From the entries below, copy out every line with "Option" in it.

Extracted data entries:
——

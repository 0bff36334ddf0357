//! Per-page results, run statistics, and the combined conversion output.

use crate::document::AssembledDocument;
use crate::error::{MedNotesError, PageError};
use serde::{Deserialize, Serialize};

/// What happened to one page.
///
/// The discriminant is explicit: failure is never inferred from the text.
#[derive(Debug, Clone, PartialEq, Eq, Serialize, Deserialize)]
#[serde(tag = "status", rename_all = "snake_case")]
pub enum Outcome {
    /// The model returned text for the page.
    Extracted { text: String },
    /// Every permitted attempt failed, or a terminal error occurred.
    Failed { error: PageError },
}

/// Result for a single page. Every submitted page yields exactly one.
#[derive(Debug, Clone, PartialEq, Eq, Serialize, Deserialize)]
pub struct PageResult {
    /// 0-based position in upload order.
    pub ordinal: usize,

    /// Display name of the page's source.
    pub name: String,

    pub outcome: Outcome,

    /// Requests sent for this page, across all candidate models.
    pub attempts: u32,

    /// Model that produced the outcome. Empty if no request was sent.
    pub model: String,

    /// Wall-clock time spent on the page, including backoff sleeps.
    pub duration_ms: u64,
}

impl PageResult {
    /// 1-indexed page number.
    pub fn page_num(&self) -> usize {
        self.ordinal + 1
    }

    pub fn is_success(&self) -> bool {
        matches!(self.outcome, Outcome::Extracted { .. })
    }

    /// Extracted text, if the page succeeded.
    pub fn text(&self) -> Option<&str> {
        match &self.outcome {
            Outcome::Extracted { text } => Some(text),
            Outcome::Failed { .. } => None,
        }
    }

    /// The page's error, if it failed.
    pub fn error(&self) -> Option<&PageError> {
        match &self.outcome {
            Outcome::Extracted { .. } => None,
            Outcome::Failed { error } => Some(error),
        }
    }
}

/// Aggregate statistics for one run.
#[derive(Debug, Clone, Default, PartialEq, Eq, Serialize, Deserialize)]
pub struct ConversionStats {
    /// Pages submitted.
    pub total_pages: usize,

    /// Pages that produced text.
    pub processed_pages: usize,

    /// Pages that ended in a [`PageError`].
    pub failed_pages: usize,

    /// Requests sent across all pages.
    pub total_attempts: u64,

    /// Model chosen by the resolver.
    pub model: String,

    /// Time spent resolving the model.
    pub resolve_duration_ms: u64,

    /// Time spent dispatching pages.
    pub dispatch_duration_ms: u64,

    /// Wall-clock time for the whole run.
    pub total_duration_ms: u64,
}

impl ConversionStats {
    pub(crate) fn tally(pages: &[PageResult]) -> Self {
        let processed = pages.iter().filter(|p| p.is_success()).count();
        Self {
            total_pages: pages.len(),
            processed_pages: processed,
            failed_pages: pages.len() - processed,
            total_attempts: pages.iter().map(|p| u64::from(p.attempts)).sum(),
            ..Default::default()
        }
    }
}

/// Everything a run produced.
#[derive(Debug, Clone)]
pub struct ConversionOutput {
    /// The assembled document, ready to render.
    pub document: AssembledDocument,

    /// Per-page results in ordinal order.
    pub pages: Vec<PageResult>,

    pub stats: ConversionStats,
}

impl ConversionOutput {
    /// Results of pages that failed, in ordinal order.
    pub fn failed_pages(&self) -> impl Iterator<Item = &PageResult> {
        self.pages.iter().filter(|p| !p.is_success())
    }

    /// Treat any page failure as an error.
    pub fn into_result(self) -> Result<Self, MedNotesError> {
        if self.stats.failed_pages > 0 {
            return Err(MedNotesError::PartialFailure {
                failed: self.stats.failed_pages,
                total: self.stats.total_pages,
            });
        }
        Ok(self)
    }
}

——

> **SOLUTION TO THIS PROBLEM**:
    pub fn text(&self) -> Option<&str> {
    pub fn error(&self) -> Option<&PageError> {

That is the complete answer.